Barbarians

Festival d’Avignon :

Barbarians conception et chorégraphie de Hofesh Shechter

IMG_2503Pour le chorégraphe, qui a reçu le grand prix Danse du Syndicat de la Critique pour Dissapearing Act, Avignon est une première. Il faut saluer sa présence, dans un festival qui reste consacré au théâtre, avec, cependant cette année,  plusieurs spectacles de danse.
   L’actualité nous rappelle chaque jour la barbarie dont est capable l’humain, le titre est donc approprié! La note  d’intention précise que  il s’agit ici d’un voyage entre la bête et l’humain mais la bête ne tue que pour se nourrir…
   La chorégraphie,  en trois tableaux, paraît  plus sensorielle que didactique. Chacun y trouve ce qu’il veut, l’important est d’éprouver en soi cette danse tellurique. 
  Des fragments de  François Couperin, parasités par des vrombissements puissants, avec des basses qui pulsent le son au plus profond de notre corps, sont brutalement entrecoupés de musiques contemporaines transformant la scène en boîte branchée.
  On entend aussi la voix d’Hofesh Shechter  dont les paroles (le texte est donné au public)  traversent la pièce, surtout en première et troisième partie.
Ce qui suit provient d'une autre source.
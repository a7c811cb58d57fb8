//! # bee Docs Server Utilities
//!
//! File: cli/src/commands/rundocs/utils.rs
//! Author: bee Contributors
//!
//! ## Overview
//!
//! Sanity checks on the directory about to be served. A bundle that was only
//! partly installed still "exists", so the server would start and answer 404
//! for `/`. `inspect_docs_dir` summarizes the top level of the directory and
//! `warn_if_incomplete` turns an empty directory or a missing `index.html`
//! into a visible warning before the server starts.
//!
use anyhow::Context;
use crate::core::error::Result;
use std::path::Path;
use tracing::{debug, warn};

/// Name of the page served for `/`.
const INDEX_FILE: &str = "index.html";

/// Top-level view of the docs directory.
#[derive(Debug, Clone, Default, PartialEq, Eq)]
pub struct DocsDirSummary {
    /// Regular files (and anything else that is not a directory).
    pub files: usize,
    /// Subdirectories such as `css/` or `lib/`.
    pub dirs: usize,
    /// Whether `index.html` sits directly in the directory.
    pub has_index: bool,
}

impl DocsDirSummary {
    pub fn is_empty(&self) -> bool {
        self.files == 0 && self.dirs == 0
    }
}

/// # Inspect Docs Directory (`inspect_docs_dir`)
///
/// Counts the entries directly under `dir` and looks for `index.html`.
/// Entries whose type cannot be read are skipped.
///
/// ## Arguments
///
/// * `dir` - The docs directory (`swagger/`).
///
/// ## Returns
///
/// * `Result<DocsDirSummary>` - The counts, or an error if `dir` cannot be read.
pub fn inspect_docs_dir(dir: &Path) -> Result<DocsDirSummary> {
    let entries = std::fs::read_dir(dir)
        .with_context(|| format!("Failed to read docs directory {}", dir.display()))?;

    let mut summary = DocsDirSummary::default();
    for entry in entries.filter_map(std::result::Result::ok) {
        let Ok(file_type) = entry.file_type() else {
            continue;
        };
        if file_type.is_dir() {
            summary.dirs += 1;
        } else {
            summary.files += 1;
            // Only a file counts as the index page.
            if entry.file_name() == INDEX_FILE {
                summary.has_index = true;
            }
        }
    }

    debug!("Docs directory {}: {:?}", dir.display(), summary);
    Ok(summary)
}

/// Warns when `dir` is unreadable, empty or has no `index.html`. Serving
/// still goes ahead; static files below it may be all the user needs.
pub fn warn_if_incomplete(dir: &Path) {
    match inspect_docs_dir(dir) {
        Ok(summary) if summary.is_empty() => {
            warn!("Docs directory {} is empty", dir.display());
        }
        Ok(summary) if !summary.has_index => {
            warn!(
                "Docs directory {} has no {}; `/` will answer 404",
                dir.display(),
                INDEX_FILE
            );
        }
        Ok(_) => {}
        Err(e) => warn!("{:#}", e),
    }
}
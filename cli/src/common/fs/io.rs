//! # bee Filesystem I/O Utilities (`common::fs::io`)
//!
//! File: cli/src/common/fs/io.rs
//! Author: bee Contributors
//!
//! ## Overview
//!
//! Small filesystem helpers shared by the docs download and install steps:
//!
//! - **`nonempty_file_len`**: Reports the size of a file only when it exists and
//!   holds at least one byte. The downloader uses it to decide whether a fetch
//!   can be skipped.
//! - **`remove_dir_all_if_exists`**: Recursive directory removal that treats a
//!   missing directory as success.
//!
//! ## Usage
//!
//! ```rust
//! use crate::common::fs::io;
//! use std::path::Path;
//!
//! # fn run_example() -> crate::core::error::Result<()> {
//! if let Some(len) = io::nonempty_file_len(Path::new("swagger.zip")) {
//!     println!("archive already present ({} bytes)", len);
//! }
//! io::remove_dir_all_if_exists(Path::new("swagger"))?;
//! # Ok(())
//! # }
//! ```
//!
use crate::core::error::Result;
use anyhow::Context;
use std::fs;
use std::io::ErrorKind;
use std::path::Path;
use tracing::debug;

/// Returns the length of the file at `path` if it exists and is non-empty.
///
/// Any metadata error (including "not found") yields `None`, so callers treat
/// the file as absent and write it afresh.
pub fn nonempty_file_len(path: &Path) -> Option<u64> {
    match fs::metadata(path) {
        Ok(metadata) if metadata.is_file() && metadata.len() > 0 => Some(metadata.len()),
        Ok(_) => None,
        Err(e) => {
            debug!("No usable file at {:?}: {}", path, e);
            None
        }
    }
}

/// Recursively removes the directory at `path`.
///
/// # Returns
///
/// * `Ok(true)` if a directory was removed, `Ok(false)` if nothing existed.
///
/// # Errors
///
/// Returns an `Err` for any failure other than the directory being absent
/// (e.g., permissions), with context naming the path.
pub fn remove_dir_all_if_exists(path: &Path) -> Result<bool> {
    match fs::remove_dir_all(path) {
        Ok(()) => {
            debug!("Removed directory {:?}", path);
            Ok(true)
        }
        Err(e) if e.kind() == ErrorKind::NotFound => Ok(false),
        Err(e) => Err(e).with_context(|| format!("Failed to remove directory {:?}", path)),
    }
}

// --- Unit Tests ---
#[cfg(test)]
mod tests {
    use super::*;
    use tempfile::tempdir;

    #[test]
    fn test_nonempty_file_len_missing_file() -> Result<()> {
        let base_dir = tempdir()?;
        assert_eq!(nonempty_file_len(&base_dir.path().join("absent.zip")), None);
        Ok(())
    }

    #[test]
    fn test_nonempty_file_len_empty_file() -> Result<()> {
        let base_dir = tempdir()?;
        let file_path = base_dir.path().join("empty.zip");
        fs::write(&file_path, b"")?;
        assert_eq!(nonempty_file_len(&file_path), None);
        Ok(())
    }

    #[test]
    fn test_nonempty_file_len_with_content() -> Result<()> {
        let base_dir = tempdir()?;
        let file_path = base_dir.path().join("full.zip");
        fs::write(&file_path, b"PK\x03\x04")?;
        assert_eq!(nonempty_file_len(&file_path), Some(4));
        Ok(())
    }

    /// A directory at the path is not a file to skip downloading over.
    #[test]
    fn test_nonempty_file_len_directory() -> Result<()> {
        let base_dir = tempdir()?;
        assert_eq!(nonempty_file_len(base_dir.path()), None);
        Ok(())
    }

    #[test]
    fn test_remove_dir_all_if_exists() -> Result<()> {
        let base_dir = tempdir()?;
        let target = base_dir.path().join("swagger");
        fs::create_dir_all(target.join("nested"))?;
        fs::write(target.join("nested/index.html"), "<html></html>")?;

        assert!(remove_dir_all_if_exists(&target)?);
        assert!(!target.exists());

        // Second call finds nothing and still succeeds.
        assert!(!remove_dir_all_if_exists(&target)?);
        Ok(())
    }
}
On reconnaît bien son style: gestuelle très rapide faits de spasmes, fermeture du corps sur lui-même, ou mouvements compulsifs alternant avec d’autres  très lents et gracieux, voire  arrêts soudains.
 Le travail des lumières est exceptionnel : dans la première partie,  des « douches » successives  découpent l’espace enfumé. Deux groupes d’interprètes se succèdent, puis  rejoignent tous un couple dans la troisième partie. L’énergie animale  des danseurs, tous remarquables, est unique. C’est leur animalité que nous ressentons et qui nous emporte.
  Cette entrée du chorégraphe au Festival d’Avignon s’avère une totale réussite : «J’ai quarante ans, dit-il,  et …je voulais faire quelque chose à propos de l’innocence. Je voulais, comment dire, il y a cette sorte de frisson, et…nous  les gens de mon âge, on recherche un frisson,  quelque chose pour se sentir vraiment vivant…»

Jean Couturier

Spectacle joué à La Fabrica du 12 au 15 juillet.